Beech wood cut to size and planed smooth.
A groove cut in wood to take the control line. Wood pieces then glued together to make the 2 sides, left and right, of the tail.
The two sides with the segments cut with a band saw leaving the thinner material at the top to keep it all together.
The 2 halves are glued together with a strip of ripstop nylon in-between. Superglue is the only adhesive I have found that will give a good bond with the ripstop nylon. The 2 halves are clamped together to form a strong bond.
The tail is shaped on a sanding machine and the holding material is cut away. The tip of the tail will be made separately and will secure and conceal the control lines.
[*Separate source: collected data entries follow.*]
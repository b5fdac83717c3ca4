//! Integration tests for drape-mesh.

use drape_math::{RigidTransform, Vec3};
use drape_mesh::generators::{quad_grid, uv_sphere};
use drape_mesh::normals::{compute_mesh_normals, compute_vertex_normals};
use drape_mesh::topology::{weld_vertices, weld_vertices_naive, Edge, GarmentTopology};
use drape_mesh::{SkinSource, StaticSkin, TriangleMesh};

// ─── TriangleMesh Tests ───────────────────────────────────────

fn make_single_triangle() -> TriangleMesh {
    TriangleMesh {
        positions: vec![Vec3::ZERO, Vec3::X, Vec3::Y],
        normals: vec![Vec3::Z; 3],
        tangents: vec![Vec3::X; 3],
        indices: vec![0, 1, 2],
    }
}

/// Two quads side by side whose shared column is duplicated, as an
/// exporter splitting a UV seam would produce.
///
/// ```text
/// 0 ── 1   4 ── 5
/// │    │   │    │
/// 2 ── 3   6 ── 7      (1≡4, 3≡6)
/// ```
fn make_seamed_strip() -> TriangleMesh {
    let positions = vec![
        Vec3::new(0.0, 1.0, 0.0),
        Vec3::new(1.0, 1.0, 0.0),
        Vec3::new(0.0, 0.0, 0.0),
        Vec3::new(1.0, 0.0, 0.0),
        Vec3::new(1.0, 1.0, 0.0),
        Vec3::new(2.0, 1.0, 0.0),
        Vec3::new(1.0, 0.0, 0.0),
        Vec3::new(2.0, 0.0, 0.0),
    ];
    TriangleMesh {
        normals: vec![Vec3::Z; positions.len()],
        tangents: vec![Vec3::X; positions.len()],
        positions,
        indices: vec![0, 2, 1, 1, 2, 3, 4, 6, 5, 5, 6, 7],
    }
}

#[test]
fn basic_counts() {
    let mesh = make_single_triangle();
    assert_eq!(mesh.vertex_count(), 3);
    assert_eq!(mesh.triangle_count(), 1);
    assert_eq!(mesh.triangle(0), [0, 1, 2]);
    assert_eq!(mesh.position(1), Vec3::X);
}

#[test]
fn validate_ok() {
    assert!(make_single_triangle().validate().is_ok());
}

#[test]
fn validate_catches_inconsistent_lengths() {
    let mut mesh = make_single_triangle();
    mesh.normals.push(Vec3::Z);
    assert!(mesh.validate().is_err());
}

#[test]
fn validate_catches_oob_index() {
    let mut mesh = make_single_triangle();
    mesh.indices[2] = 99;
    assert!(mesh.validate().is_err());
}

#[test]
fn validate_catches_degenerate() {
    let mut mesh = make_single_triangle();
    mesh.indices = vec![0, 0, 1];
    assert!(mesh.validate().is_err());
}

#[test]
fn validate_catches_nan() {
    let mut mesh = make_single_triangle();
    mesh.positions[0].x = f32::NAN;
    assert!(mesh.validate().is_err());
}

#[test]
fn from_interleaved() {
    let positions = vec![0.0, 0.0, 0.0, 1.0, 0.0, 0.0, 0.0, 1.0, 0.0];
    let mesh = TriangleMesh::from_interleaved(&positions, &[0, 1, 2]).unwrap();
    assert_eq!(mesh.vertex_count(), 3);
    assert_eq!(mesh.positions[1], Vec3::X);
    assert_eq!(mesh.normals, vec![Vec3::ZERO; 3]);
}

#[test]
fn mesh_json_roundtrip() {
    let mesh = make_seamed_strip();
    let json = serde_json::to_string(&mesh).unwrap();
    let back: TriangleMesh = serde_json::from_str(&json).unwrap();
    assert_eq!(mesh, back);
}

// ─── Generator Tests ──────────────────────────────────────────

#[test]
fn quad_grid_2x2() {
    let mesh = quad_grid(2, 2, 1.0, 1.0);
    assert_eq!(mesh.vertex_count(), 9);
    assert_eq!(mesh.triangle_count(), 8);
    assert!(mesh.validate().is_ok());
}

#[test]
fn quad_grid_dimensions() {
    let mesh = quad_grid(4, 4, 2.0, 2.0);
    assert!((mesh.positions[0] - Vec3::new(-1.0, 1.0, 0.0)).length() < 1e-6);
    assert!((mesh.positions[4] - Vec3::new(1.0, 1.0, 0.0)).length() < 1e-6);
}

#[test]
fn uv_sphere_radius() {
    let mesh = uv_sphere(2.5, 8, 16);
    assert!(mesh.validate().is_ok());
    for (i, p) in mesh.positions.iter().enumerate() {
        assert!((p.length() - 2.5).abs() < 1e-4, "Vertex {} at distance {}", i, p.length());
    }
}

// ─── Weld Tests ───────────────────────────────────────────────

#[test]
fn weld_merges_seam_duplicates() {
    let mesh = make_seamed_strip();
    let reps = weld_vertices(&mesh.positions);
    assert_eq!(reps, vec![0, 1, 2, 3, 1, 5, 3, 7]);
}

#[test]
fn weld_matches_naive_scan() {
    let mut positions = uv_sphere(1.0, 12, 24).positions;
    // Near-duplicates just inside and just outside the weld radius.
    positions.push(positions[30] + Vec3::new(5e-6, 0.0, 0.0));
    positions.push(positions[31] + Vec3::new(2e-5, 0.0, 0.0));

    assert_eq!(weld_vertices(&positions), weld_vertices_naive(&positions));
}

#[test]
fn weld_picks_lowest_representative() {
    let positions = vec![
        Vec3::new(5.0, 5.0, 5.0),
        Vec3::ZERO,
        Vec3::new(5.0, 5.0, 5.0),
        Vec3::ZERO,
        Vec3::new(5.0, 5.0, 5.0),
    ];
    assert_eq!(weld_vertices(&positions), vec![0, 1, 0, 1, 0]);
}

// ─── Topology Tests ───────────────────────────────────────────

#[test]
fn edge_is_canonical() {
    let e = Edge::new(7, 3, 0.5);
    assert_eq!((e.start, e.end), (3, 7));
    assert_eq!(e.key(), Edge::new(3, 7, 0.0).key());
}

#[test]
fn topology_single_quad() {
    let mesh = quad_grid(1, 1, 1.0, 1.0);
    let topo = GarmentTopology::build(&mesh).unwrap();
    assert_eq!(topo.edges.len(), 5);
    assert_eq!(topo.unique_vertex_count(), 4);
}

#[test]
fn topology_2x2_grid_has_16_edges() {
    let mesh = quad_grid(2, 2, 1.0, 1.0);
    let topo = GarmentTopology::build(&mesh).unwrap();
    assert_eq!(topo.edges.len(), 16);
    assert_eq!(topo.vertex_triangles[4].len(), 6);
}

#[test]
fn topology_edges_are_canonical_unique_sorted() {
    let mesh = uv_sphere(1.0, 10, 20);
    let topo = GarmentTopology::build(&mesh).unwrap();

    for e in &topo.edges {
        assert!(e.start < e.end);
        assert_eq!(e.length, 0.0);
    }
    for pair in topo.edges.windows(2) {
        assert!(pair[0].key() < pair[1].key());
    }
}

#[test]
fn seam_edges_use_representatives() {
    let mesh = make_seamed_strip();
    let topo = GarmentTopology::build(&mesh).unwrap();

    assert_eq!(topo.unique_vertex_count(), 6);
    // 2 quads sharing one edge: 5 + 5 - 1
    assert_eq!(topo.edges.len(), 9);
    for e in &topo.edges {
        assert!(topo.is_representative(e.start as usize));
        assert!(topo.is_representative(e.end as usize));
    }
    assert!(topo.vertex_triangles[4].is_empty());
}

#[test]
fn topology_is_invariant_under_triangle_permutation() {
    let mesh = uv_sphere(1.0, 8, 16);
    let forward = GarmentTopology::build(&mesh).unwrap();

    let mut shuffled = mesh.clone();
    let tris: Vec<[u32; 3]> = (0..mesh.triangle_count()).map(|t| mesh.triangle(t)).collect();
    // Deterministic permutation: reverse, then rotate each triangle's corners.
    shuffled.indices = tris
        .iter()
        .rev()
        .flat_map(|&[a, b, c]| [b, c, a])
        .collect();
    let permuted = GarmentTopology::build(&shuffled).unwrap();

    assert_eq!(forward.edges, permuted.edges);
    assert_eq!(forward.representatives, permuted.representatives);
}

#[test]
fn sphere_poles_collapse_to_single_vertex() {
    let mesh = uv_sphere(1.0, 6, 12);
    let topo = GarmentTopology::build(&mesh).unwrap();
    // Both pole rings weld to one vertex; the seam column welds onto column 0.
    assert_eq!(topo.unique_vertex_count(), 2 + 5 * 12);
}

#[test]
fn empty_mesh_is_rejected() {
    let mesh = TriangleMesh::default();
    assert!(GarmentTopology::build(&mesh).is_err());

    let mut no_tris = make_single_triangle();
    no_tris.indices.clear();
    assert!(GarmentTopology::build(&no_tris).is_err());
}

// ─── Normal Tests ─────────────────────────────────────────────

#[test]
fn flat_grid_normals() {
    let mut mesh = quad_grid(4, 4, 1.0, 1.0);
    mesh.normals.iter_mut().for_each(|n| *n = Vec3::ZERO);
    compute_mesh_normals(&mut mesh);
    for n in &mesh.normals {
        assert!((*n - Vec3::Z).length() < 1e-5);
    }
}

#[test]
fn sphere_normals_point_outward() {
    let mut mesh = uv_sphere(1.0, 8, 16);
    let topo = GarmentTopology::build(&mesh).unwrap();
    compute_vertex_normals(&mesh.positions, &topo.welded_indices, &mut mesh.normals);

    let mut checked = 0;
    for i in 0..mesh.vertex_count() {
        if !topo.is_representative(i) {
            continue;
        }
        let dot = mesh.normals[i].dot(mesh.positions[i].normalize());
        assert!(dot > 0.9, "Vertex {} normal misaligned: dot={}", i, dot);
        checked += 1;
    }
    assert!(checked > 0);
}

// ─── Skin Tests ───────────────────────────────────────────────

#[test]
fn static_skin_reports_stream_and_weights() {
    let mut skin = StaticSkin::new(vec![Vec3::ONE]).with_root(RigidTransform::new(
        Vec3::Y,
        Default::default(),
    ));
    assert_eq!(skin.skinned_positions(), Some(&[Vec3::ONE][..]));
    assert_eq!(skin.root_transform().translation, Vec3::Y);

    skin.set_blend_shape_weight(2, 40.0);
    assert_eq!(skin.blend_shape_weights(), &[0.0, 0.0, 40.0]);

    skin.set_positions(None);
    assert!(skin.skinned_positions().is_none());
    assert!(StaticSkin::unavailable().skinned_positions().is_none());
}
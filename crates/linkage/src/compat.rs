//! Applicant-level contradiction checks between an origination and a purchase.
//!
//! A purchaser reports the same borrowers the originator did, so a pair whose
//! applicant demographics or income disagree cannot describe one loan. Every
//! rule is off by default and enabled under `[compatibility]`. A field that is
//! null on either side is never a contradiction.

use std::fmt;

use serde::Deserialize;

use crate::model::ApplicantProfile;

#[derive(Debug, Clone, Default, PartialEq, Deserialize)]
#[serde(default)]
pub struct CompatibilityRules {
    pub sex: bool,
    pub age: bool,
    pub race: bool,
    pub ethnicity: bool,
    /// Largest allowed income difference, in thousands.
    pub income_tolerance: Option<u64>,
}

impl CompatibilityRules {
    pub fn any_enabled(&self) -> bool {
        self.sex || self.age || self.race || self.ethnicity || self.income_tolerance.is_some()
    }
}

#[derive(Debug, Clone, Copy, PartialEq, Eq)]
pub enum Contradiction {
    Sex,
    Age,
    Race,
    Ethnicity,
    Income,
}

impl fmt::Display for Contradiction {
    fn fmt(&self, f: &mut fmt::Formatter<'_>) -> fmt::Result {
        match self {
            Self::Sex => write!(f, "sex"),
            Self::Age => write!(f, "age"),
            Self::Race => write!(f, "race"),
            Self::Ethnicity => write!(f, "ethnicity"),
            Self::Income => write!(f, "income"),
        }
    }
}

// ---------------------------------------------------------------------------
// Code tables
// ---------------------------------------------------------------------------

/// Sex codes that state a fact. 4 (not applicable) says nothing.
const SEX_STATED: &[i64] = &[1, 2, 3, 5, 6];

const AGE_NOT_APPLICABLE: &str = "8888";
const AGE_NO_CO_APPLICANT: &str = "9999";

struct CodedField {
    /// Primary codes that must be corroborated by the other side.
    stated: std::ops::RangeInclusive<i64>,
    /// Primary codes that match anything.
    exempt: &'static [i64],
    /// Co-applicant primary meaning "no co-applicant".
    no_co_applicant: i64,
}

const RACE: CodedField = CodedField {
    stated: 1..=6,
    exempt: &[7, 8],
    no_co_applicant: 8,
};

const ETHNICITY: CodedField = CodedField {
    stated: 1..=3,
    exempt: &[4, 5],
    no_co_applicant: 5,
};

// ---------------------------------------------------------------------------
// Rules
// ---------------------------------------------------------------------------

/// First enabled rule the pair breaks, checked in declaration order.
pub fn contradiction(
    o: &ApplicantProfile,
    p: &ApplicantProfile,
    rules: &CompatibilityRules,
) -> Option<Contradiction> {
    if rules.sex && (sex_conflict(o.sex, p.sex) || sex_conflict(o.co_sex, p.co_sex)) {
        return Some(Contradiction::Sex);
    }
    if rules.age && age_conflict(o, p) {
        return Some(Contradiction::Age);
    }
    if rules.race && coded_conflict(&RACE, &o.races, &p.races, &o.co_races, &p.co_races) {
        return Some(Contradiction::Race);
    }
    if rules.ethnicity
        && coded_conflict(
            &ETHNICITY,
            &o.ethnicities,
            &p.ethnicities,
            &o.co_ethnicities,
            &p.co_ethnicities,
        )
    {
        return Some(Contradiction::Ethnicity);
    }
    if let Some(tolerance) = rules.income_tolerance {
        if let (Some(a), Some(b)) = (o.income, p.income) {
            if a.abs_diff(b) > tolerance {
                return Some(Contradiction::Income);
            }
        }
    }
    None
}

fn sex_conflict(a: Option<i64>, b: Option<i64>) -> bool {
    match (a, b) {
        (Some(a), Some(b)) => a != b && SEX_STATED.contains(&a) && SEX_STATED.contains(&b),
        _ => false,
    }
}

fn age_exempt(age: &str) -> bool {
    age == AGE_NOT_APPLICABLE || age == AGE_NO_CO_APPLICANT
}

fn age_pair_conflict(a: Option<&str>, b: Option<&str>) -> bool {
    match (a, b) {
        (Some(a), Some(b)) => a != b && !age_exempt(a) && !age_exempt(b),
        _ => false,
    }
}

fn age_conflict(o: &ApplicantProfile, p: &ApplicantProfile) -> bool {
    let (oa, pa) = (o.age.as_deref(), p.age.as_deref());
    let (oc, pc) = (o.co_age.as_deref(), p.co_age.as_deref());
    if age_pair_conflict(oa, pa) || age_pair_conflict(oc, pc) {
        return true;
    }
    // A missing co-applicant on one side needs an exempt age on the other.
    let one_sided = |a: Option<&str>, b: Option<&str>| match (a, b) {
        (Some(a), Some(b)) => a == AGE_NO_CO_APPLICANT && !age_exempt(b),
        _ => false,
    };
    one_sided(oc, pc) || one_sided(pc, oc)
}

/// `a`'s primary code is corroborated by `b`: equal or exempt primary on
/// `b`, or present among `b`'s secondary codes.
fn corroborated(field: &CodedField, a: &[Option<i64>; 5], b: &[Option<i64>; 5]) -> bool {
    let Some(code) = a[0] else {
        return true;
    };
    if !field.stated.contains(&code) {
        return true;
    }
    let Some(other) = b[0] else {
        return true;
    };
    other == code || field.exempt.contains(&other) || b[1..].contains(&Some(code))
}

fn coded_conflict(
    field: &CodedField,
    o: &[Option<i64>; 5],
    p: &[Option<i64>; 5],
    o_co: &[Option<i64>; 5],
    p_co: &[Option<i64>; 5],
) -> bool {
    if !corroborated(field, o, p) || !corroborated(field, p, o) {
        return true;
    }
    let lone = |a: &[Option<i64>; 5], b: &[Option<i64>; 5]| match (a[0], b[0]) {
        (Some(a), Some(b)) => a == field.no_co_applicant && !field.exempt.contains(&b),
        _ => false,
    };
    if lone(o_co, p_co) || lone(p_co, o_co) {
        return true;
    }
    !corroborated(field, o_co, p_co) || !corroborated(field, p_co, o_co)
}
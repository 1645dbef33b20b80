use std::collections::HashMap;
use std::io::Read;

use crate::audit::build_report;
use crate::blocking::BlockingIndex;
use crate::config::LinkageConfig;
use crate::error::LinkageError;
use crate::harmonize::{HarmonizeStats, Harmonizer, RawRow};
use crate::identity::{FileType, IdentityAssigner};
use crate::model::{CanonicalLoanEvent, LinkageReport};
use crate::resolver::resolve;
use crate::scorer::{score_blocks, ScoringContext};

/// Run the full pipeline: harmonize, block, score, resolve, audit.
///
/// All-or-nothing: a fatal error anywhere returns no partial results.
pub fn run<I>(config: &LinkageConfig, rows: I) -> Result<LinkageReport, LinkageError>
where
    I: IntoIterator<Item = RawRow>,
{
    config.validate()?;

    let harmonizer = Harmonizer::new(config.eras.clone());
    let mut assigner = IdentityAssigner::new();
    let mut stream = harmonizer.events(rows, &mut assigner);
    let events = stream.by_ref().collect::<Result<Vec<_>, _>>()?;
    let stats = stream.stats().clone();

    log::debug!(
        "harmonized {} rows: {} originations, {} purchases, {} filtered, {} dropped",
        stats.rows_read,
        stats.originations,
        stats.purchases,
        stats.filtered,
        stats.dropped
    );

    link(config, &events, &stats)
}

/// Link already-harmonized events.
pub fn link(
    config: &LinkageConfig,
    events: &[CanonicalLoanEvent],
    harmonize: &HarmonizeStats,
) -> Result<LinkageReport, LinkageError> {
    let index = BlockingIndex::build(events, config)?;
    let ctx = ScoringContext::from_config(config);
    let pairs = score_blocks(index.blocks(), events, &ctx);
    let resolution = resolve(events, &index, &pairs, config.min_match_score)?;
    let report = build_report(
        events,
        &pairs,
        &resolution,
        harmonize,
        index.stats(),
        config.include_unmatched_purchases,
    )?;

    let s = &report.summary;
    log::info!(
        "{}: {} rows read ({} dropped, {} filtered), {} blocks, {} pairs; \
         {} matched, {} ambiguous, {} unmatched",
        config.name,
        s.rows_read,
        s.rows_dropped,
        s.rows_filtered,
        s.blocks,
        s.pairs_scored,
        s.totals.matched,
        s.totals.ambiguous_unresolved,
        s.totals.unmatched_no_candidate
    );

    Ok(report)
}

/// Partition year and file type from a published file name, e.g.
/// `2021_public_lar.csv` → `(2021, Public)`.
pub fn partition_from_file_name(name: &str) -> Result<(i32, FileType), LinkageError> {
    let year = name
        .as_bytes()
        .windows(4)
        .enumerate()
        .filter(|(i, w)| {
            w.iter().all(u8::is_ascii_digit)
                && (*i == 0 || !name.as_bytes()[i - 1].is_ascii_digit())
                && name.as_bytes().get(i + 4).map_or(true, |b| !b.is_ascii_digit())
        })
        .filter_map(|(i, _)| name[i..i + 4].parse::<i32>().ok())
        .find(|y| (1981..=2100).contains(y))
        .ok_or_else(|| LinkageError::Input(format!("no reporting year in file name '{name}'")))?;
    let file_type = FileType::from_file_name(name)
        .ok_or_else(|| LinkageError::Input(format!("no file type in file name '{name}'")))?;
    Ok((year, file_type))
}

/// Load one partition's CSV into raw rows. Row indices count data rows from 0.
pub fn load_csv_rows<R: Read>(
    reader: R,
    source_year: i32,
    file_type: FileType,
) -> Result<Vec<RawRow>, LinkageError> {
    let mut reader = csv::ReaderBuilder::new()
        .has_headers(true)
        .flexible(true)
        .from_reader(reader);

    let headers: Vec<String> = reader
        .headers()
        .map_err(|e| LinkageError::Input(e.to_string()))?
        .iter()
        .map(|h| h.trim().to_ascii_lowercase())
        .collect();

    let mut rows = Vec::new();
    for (row_index, record) in reader.records().enumerate() {
        let record = record.map_err(|e| {
            LinkageError::Input(format!("{source_year}{file_type} row {row_index}: {e}"))
        })?;
        let fields: HashMap<String, String> = headers
            .iter()
            .zip(record.iter())
            .map(|(h, v)| (h.clone(), v.to_string()))
            .collect();
        rows.push(RawRow::new(source_year, file_type, row_index as u64, fields));
    }
    Ok(rows)
}
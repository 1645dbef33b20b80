// hmda-link - origination/purchase linkage over HMDA CSV partitions

mod exit_codes;
mod link;

use std::path::PathBuf;
use std::process::ExitCode;

use clap::{Parser, Subcommand};

use exit_codes::EXIT_SUCCESS;
use hmda_linkage::{EventId, FileType};

#[derive(Parser)]
#[command(name = "hmda-link")]
#[command(about = "Link HMDA originations to later purchase records")]
#[command(version)]
struct Cli {
    /// Only log warnings and errors
    #[arg(long, short = 'q', global = true)]
    quiet: bool,

    #[command(subcommand)]
    command: Commands,
}

#[derive(Subcommand)]
enum Commands {
    /// Run linkage over one or more CSV partitions
    #[command(after_help = "\
Examples:
  hmda-link run link.toml 2019_public_lar.csv 2020_public_lar.csv
  hmda-link run link.toml 2017_one_year.csv 2018_public_lar.csv --output results.json
  hmda-link run link.toml 2020_public_lar.csv --summary summary.json --json")]
    Run {
        /// Path to the linkage TOML config
        config: PathBuf,

        /// Input CSV files; year and file type are read from each file name
        #[arg(required = true)]
        inputs: Vec<PathBuf>,

        /// Write result rows as JSON to file
        #[arg(long)]
        output: Option<PathBuf>,

        /// Write the run summary as JSON to file
        #[arg(long)]
        summary: Option<PathBuf>,

        /// Print the full report as JSON to stdout
        #[arg(long)]
        json: bool,

        /// Exit non-zero when any origination ends ambiguous
        #[arg(long)]
        fail_on_ambiguous: bool,
    },

    /// Validate a linkage config without running
    #[command(after_help = "\
Examples:
  hmda-link validate link.toml")]
    Validate {
        /// Path to the linkage TOML config
        config: PathBuf,
    },

    /// Show the evidence behind one event's accepted or best rejected pairing
    #[command(after_help = "\
Examples:
  hmda-link explain link.toml 2020_public_lar.csv --event 2020c_000000002")]
    Explain {
        /// Path to the linkage TOML config
        config: PathBuf,

        /// Input CSV files
        #[arg(required = true)]
        inputs: Vec<PathBuf>,

        /// Event id to explain
        #[arg(long)]
        event: EventId,
    },

    /// Print the event id of a raw row
    #[command(after_help = "\
Examples:
  hmda-link id 2021 a 42        # 2021a_000000042")]
    Id {
        /// Source reporting year
        year: i32,

        /// File type code (a-e)
        file_type: FileType,

        /// Zero-based row index within the partition
        row_index: u64,
    },
}

#[derive(Debug)]
pub struct CliError {
    pub code: u8,
    pub message: String,
    pub hint: Option<String>,
}

fn main() -> ExitCode {
    let cli = Cli::parse();

    let level = if cli.quiet { "warn" } else { "info" };
    env_logger::Builder::from_env(env_logger::Env::default().default_filter_or(level)).init();

    let result = match cli.command {
        Commands::Run { config, inputs, output, summary, json, fail_on_ambiguous } => {
            let args = link::RunArgs { config, inputs, output, summary, json, fail_on_ambiguous };
            link::cmd_run(args)
        }
        Commands::Validate { config } => link::cmd_validate(config),
        Commands::Explain { config, inputs, event } => link::cmd_explain(config, inputs, event),
        Commands::Id { year, file_type, row_index } => {
            println!("{}", hmda_linkage::assign(year, file_type, row_index));
            Ok(())
        }
    };

    match result {
        Ok(()) => ExitCode::from(EXIT_SUCCESS),
        Err(CliError { code, message, hint }) => {
            if !message.is_empty() {
                eprintln!("error: {}", message);
            }
            if let Some(hint) = hint {
                eprintln!("hint:  {}", hint);
            }
            ExitCode::from(code)
        }
    }
}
A strong bending tail with precise holes for the nylon control line.
Head and body parts with teeth cut from boxwood
Top of body painted with artists gesso to give a smooth finish. Head with jaw placed.
Head showing jaw fitment and holes for teeth.
Head with tongue and teeth placed. Next step is to fit the eyes.
Head painted with artists gesso, acrylic paints and acrylic gloss varnish. Water based acrylics are wonderful. They dry quickly and brushes are easy to clean. In this case this acrylic varnish was diluted with water and applied with a spray gun.
The teeth are natural box wood. The eyes, tongue and bottom jaw all have movement.
The body parts ready for fitting. Also shown the frame for holding the distance sensors, made from ash wood.
The body fits over the mechanism and can be removed for adjustment. The legs have not yet been fitted.
The holder for the close distance sensors is cut from 3 pieces of ash, finished with acrylic wax varnish.
Rear view showing recesses for the sensors and the actuator to drive the head movement.
Salamander mounted on frame ready for mechanism to be fitted.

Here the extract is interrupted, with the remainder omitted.